Low pay, no opportunities for advancement and feeling disrespected at work: Those are the three top reasons American workers said “I quit” as part of the “Great Resignation,” according to a Pew survey conducted in March 2022. Other experts have referred to this wave of resignations, which rose to a 20-year high in November 2021, as the “Great Reshuffling,” indicating that these workers simply chose better jobs.

While physicians and nurses are more likely to stick around, your front desk staffer may have one foot out the door. Experts provide a wealth of advice to hire and retain employees—including offering salaries that compete with local retailers, conducting “stay interviews” and offering four-day work weeks.

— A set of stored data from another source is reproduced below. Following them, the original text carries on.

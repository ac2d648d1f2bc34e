use api::ApiConfig;
use dioxus::prelude::*;

const MAIN_CSS: Asset = asset!("/assets/main.css");

fn main() {
    dioxus::launch(App);
}

/// Base URL baked in at build time, e.g. `USERS_API_URL=http://localhost:3000 dx serve`.
fn web_config() -> ApiConfig {
    match option_env!("USERS_API_URL") {
        Some(url) if !url.trim().is_empty() => ApiConfig::new(url),
        _ => ApiConfig::default(),
    }
}

#[component]
fn App() -> Element {
    let config = use_hook(|| {
        let config = web_config();
        tracing::info!(base_url = %config.base_url, "starting userboard");
        config
    });

    rsx! {
        // Global app resources
        document::Link { rel: "stylesheet", href: MAIN_CSS }

        ui::UsersProvider {
            config: config,
            ui::views::UsersView {}
        }
    }
}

Chris Garofalo, M.D., a physician in North Attleboro, Massachusetts, agrees that this is one of the most challenging hiring environments his practice has faced. “There are people who are looking for more flexibility. I know when I talk to my patients. Most people don’t want to go back to the office full time, but they don’t necessarily want to stay home full time.”

Still, one of the issues with a medical practice is that it’s difficult to have people working from home. “We need to take care of our patients in the office setting,” said Garofalo.

He addresses employees’ need for flexibility by letting them take a half a day if they’re sick or want to go to their child’s soccer game. “Most of the time we can accommodate that. They don’t necessarily need to take it as sick time. If someone needs to go, we will deal with it later.”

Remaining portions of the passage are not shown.